At this stage of everything, it’s entirely possible someone reading this is real confused about what Shaq-Fu could even be. After all, other than the tragically short-lived Soda Shaq, the man hasn’t had a ton of aggressively self-branded product out there. In the 90s, Shaquille O’Neal was a big deal. That part isn’t a mystery. But if you weren’t around, you may not be familiar with his entertainment ventures. One time he played a genie in a Space Jam competitor, for example. But the nadir of Shaq’s brand-ventures was Shaq-Fu, a video game that also came with a single CD with one of Shaq’s rap songs. It was a fighting game, by the way.

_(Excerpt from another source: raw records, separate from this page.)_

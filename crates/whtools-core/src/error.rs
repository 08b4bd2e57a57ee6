//! Error types for the warehouse client.
//!
//! Each stage of the client has its own error enum so callers can decide
//! what is fatal: authentication and connection failures end the process,
//! send and decode failures are logged and the client keeps running.

use std::fmt;
use thiserror::Error;

/// The unified error type for warehouse client operations.
#[derive(Debug, Error)]
pub enum Error {
    /// CAS ticket exchange failed.
    #[error("authentication error: {0}")]
    Auth(#[from] AuthError),

    /// The warehouse session could not be established.
    #[error("connect error: {0}")]
    Connect(#[from] ConnectError),

    /// An outbound message was not delivered.
    #[error("send error: {0}")]
    Send(#[from] SendError),

    /// An inbound frame could not be decoded.
    #[error("decode error: {0}")]
    Decode(#[from] DecodeError),

    /// Input validation errors (URLs, encodings).
    #[error("invalid input: {0}")]
    InvalidInput(#[from] InvalidInputError),

    /// A watched directory could not be set up.
    #[error("watch error: {0}")]
    Watch(#[from] WatchError),
}

/// The step of the CAS exchange that failed.
#[derive(Debug, Clone, Copy, PartialEq, Eq, Hash)]
pub enum AuthStage {
    /// `POST` of username/password for a ticket-granting ticket.
    TicketGrantingTicket,
    /// `POST` of the ticket-granting ticket for a service ticket.
    ServiceTicket,
    /// `GET` of the warehouse with the service ticket.
    SessionRedeem,
}

impl fmt::Display for AuthStage {
    fn fmt(&self, f: &mut fmt::Formatter<'_>) -> fmt::Result {
        let name = match self {
            AuthStage::TicketGrantingTicket => "getTicketGrantingTicket",
            AuthStage::ServiceTicket => "getServiceTicket",
            AuthStage::SessionRedeem => "getServiceCall",
        };
        f.write_str(name)
    }
}

/// A failed CAS login, tagged with the stage that failed.
#[derive(Debug, Error)]
#[error("CAS {stage} failed: {reason}")]
pub struct AuthError {
    /// Which of the three exchange steps failed.
    pub stage: AuthStage,
    /// What went wrong.
    pub reason: AuthFailure,
}

impl AuthError {
    /// Create a new authentication error.
    pub fn new(stage: AuthStage, reason: AuthFailure) -> Self {
        Self { stage, reason }
    }

    /// HTTP status observed by the failing step, if it got that far.
    pub fn status(&self) -> Option<u16> {
        match &self.reason {
            AuthFailure::Status { status, .. } => Some(*status),
            _ => None,
        }
    }
}

/// Reason for an [`AuthError`].
#[derive(Debug, Error)]
pub enum AuthFailure {
    /// The server answered with an unexpected status code.
    #[error("response code {status}, body: {body}")]
    Status { status: u16, body: String },

    /// A 201 response whose body did not reference a ticket.
    #[error("no ticket found in body: {body}")]
    TicketNotFound { body: String },

    /// The request never produced a response (DNS, TLS, connection).
    #[error("transport error: {message}")]
    Transport { message: String },
}

/// Failure to open the warehouse session.
#[derive(Debug, Error)]
pub enum ConnectError {
    /// The upgrade request could not be built.
    #[error("invalid session request for {url}: {message}")]
    InvalidRequest { url: String, message: String },

    /// TCP, TLS or WebSocket handshake failure.
    #[error("handshake with {url} failed: {message}")]
    Handshake { url: String, message: String },

    /// Trust material could not be loaded.
    #[error("TLS setup failed: {message}")]
    Tls { message: String },

    /// `connect` was called on a channel that is not fresh.
    #[error("session channel cannot be reused (state: {state})")]
    AlreadyUsed { state: String },
}

/// An outbound message was not delivered.
#[derive(Debug, Error)]
pub enum SendError {
    /// The session is not open.
    #[error("session is not open")]
    NotOpen,

    /// Delivery was not acknowledged in time.
    #[error("message not sent within {duration_ms}ms")]
    Timeout { duration_ms: u64 },

    /// The transport rejected the write.
    #[error("message failed to send: {message}")]
    Transport { message: String },
}

/// Problems decoding an inbound frame.
#[derive(Debug, Error)]
pub enum DecodeError {
    /// A `START:` frame whose body is not the expected record.
    #[error("malformed START frame: {message}")]
    MalformedStart { message: String },

    /// Hex payload could not be converted to bytes.
    #[error("hex to byte conversion failed: {message}")]
    InvalidHex { message: String },

    /// Base64 payload could not be converted to bytes.
    #[error("base64 to byte conversion failed: {message}")]
    InvalidBase64 { message: String },

    /// The active result encoding is not one we can decode.
    #[error("unexpected resultEncoding of {encoding}")]
    UnsupportedEncoding { encoding: String },
}

/// Input validation errors.
#[derive(Debug, Error)]
pub enum InvalidInputError {
    /// Invalid warehouse or CAS URL.
    #[error("invalid URL '{value}': {reason}")]
    ServiceUrl { value: String, reason: String },

    /// Unknown deposit encoding.
    #[error("invalid encodeType '{value}': expected hex, base64 or ber")]
    DepositEncoding { value: String },
}

/// Failure to start watching a request or deposit directory.
#[derive(Debug, Error)]
pub enum WatchError {
    /// The directory did not exist and could not be created.
    #[error("failed to create {dir}: {source}")]
    CreateDir {
        dir: String,
        #[source]
        source: std::io::Error,
    },

    /// The platform file watcher could not be started or attached.
    #[error("failed to watch {dir}: {message}")]
    Watcher { dir: String, message: String },
}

Basically, Shaq get sucked into another dimension while visiting Japan, and has to fight his way out. He faces several inhuman creatures along the way, such as… Sett Ra, the mummy. Shaq-Fu was poised to take on the likes of Mortal Kombat, so it was launched on a handful of different platforms, and even had hidden fatality-style moves. Of course, they all had to be as family-friendly as possible, making the whole deal just awkward. It was what it was, and as time went on and ironic hyperbole took over games criticism over the following decades, Shaq-Fu became known as one of the worst games of all time.

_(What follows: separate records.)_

//! View settings
//!
//! Optional TOML configuration for the presentation layer. The defaults
//! match the constants in `bounds` and `render`; a `fraction-distance.toml`
//! next to the invocation (or a `--config` path) overrides them.
//!
//! Example:
//! ```toml
//! [view]
//! padding = 0.05
//! min_width = 1.0
//! axis_width = 64
//! ```

use std::fs;
use std::path::Path;

use thiserror::Error;

use crate::bounds::{DEFAULT_MIN_WIDTH, DEFAULT_PADDING};
use crate::render::{DEFAULT_AXIS_WIDTH, MIN_AXIS_WIDTH};

/// Error type for configuration loading.
#[derive(Debug, Clone, PartialEq, Eq, Error)]
pub enum ConfigError {
    #[error("failed to read config file: {0}")]
    Read(String),
    #[error("error parsing config data: {0}")]
    Parse(String),
}

type Result<T> = std::result::Result<T, ConfigError>;

/// Tunables for the number-line views.
#[derive(Debug, Clone, Copy, PartialEq)]
pub struct ViewSettings {
    /// Margin added on each side of the data.
    pub padding: f64,
    /// Minimum total width of the fixed-width view.
    pub min_width: f64,
    /// Axis width in character cells.
    pub axis_width: usize,
}

impl Default for ViewSettings {
    fn default() -> Self {
        ViewSettings {
            padding: DEFAULT_PADDING,
            min_width: DEFAULT_MIN_WIDTH,
            axis_width: DEFAULT_AXIS_WIDTH,
        }
    }
}

/// File name searched in the working directory when `--config` is absent.
pub const CONFIG_FILE_NAME: &str = "fraction-distance.toml";

/// Load settings from a TOML file. A missing or invalid file is a reported
/// error, never a silent fallback.
pub fn load_settings(path: &Path) -> Result<ViewSettings> {
    let text = fs::read_to_string(path)
        .map_err(|e| ConfigError::Read(format!("{}: {}", path.display(), e)))?;
    parse_settings(&text)
}

/// Parse the settings TOML data.
pub fn parse_settings(toml_str: &str) -> Result<ViewSettings> {
    let parsed_toml: toml::Value =
        toml::from_str(toml_str).map_err(|e| ConfigError::Parse(e.to_string()))?;

    let table = parsed_toml
        .as_table()
        .ok_or_else(|| ConfigError::Parse("Root is not a table".to_string()))?;

    let mut settings = ViewSettings::default();

    if let Some(view) = table.get("view") {
        let view_table = view
            .as_table()
            .ok_or_else(|| ConfigError::Parse("'view' is not a table".to_string()))?;

        if let Some(value) = view_table.get("padding") {
            settings.padding = read_float(value, "view.padding")?;
        }
        if let Some(value) = view_table.get("min_width") {
            settings.min_width = read_float(value, "view.min_width")?;
        }
        if let Some(value) = view_table.get("axis_width") {
            let width = value.as_integer().ok_or_else(|| {
                ConfigError::Parse("'view.axis_width' is not an integer".to_string())
            })?;
            settings.axis_width = usize::try_from(width).map_err(|_| {
                ConfigError::Parse("'view.axis_width' is out of range".to_string())
            })?;
        }
    }

    validate(&settings)?;
    Ok(settings)
}

fn read_float(value: &toml::Value, key: &str) -> Result<f64> {
    // integers are accepted where a float is expected, like `min_width = 2`
    value
        .as_float()
        .or_else(|| value.as_integer().map(|i| i as f64))
        .ok_or_else(|| ConfigError::Parse(format!("'{}' is not a number", key)))
}

fn validate(settings: &ViewSettings) -> Result<()> {
    if !(settings.padding > 0.0 && settings.padding.is_finite()) {
        return Err(ConfigError::Parse(
            "'view.padding' must be a positive number".to_string(),
        ));
    }
    if !(settings.min_width > 0.0 && settings.min_width.is_finite()) {
        return Err(ConfigError::Parse(
            "'view.min_width' must be a positive number".to_string(),
        ));
    }
    if settings.axis_width < MIN_AXIS_WIDTH {
        return Err(ConfigError::Parse(format!(
            "'view.axis_width' must be at least {}",
            MIN_AXIS_WIDTH
        )));
    }
    Ok(())
}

But irony doesn’t let things die, and Shaq-Fu has lived on despite itself. Tournaments have been held all across the world, at gaming conventions and local game shops. T-Shirts and prizes have circulated, and because more copies were made than could ever be necessary, it never goes away. Screwattack even had a yearly tradition of finding creative ways to destroy copies at conventions, which I totally don’t condone, but the game has still managed to stay cheap despite ballooning retro game costs.
And now we have a sequel, and it’s set to come out in spring 2018. And again, good lord, it’s going to be on store shelves. Also like, it’s a beat ‘em up so it has a legitimate chance of being charming and playable. And I know I’m going to play it, if only to see things through. Perhaps I owe as much to Shaq, after that fateful convention evening. Or night. Day? Who knows, I was probably drunk. Soda Shaq was pretty good, though.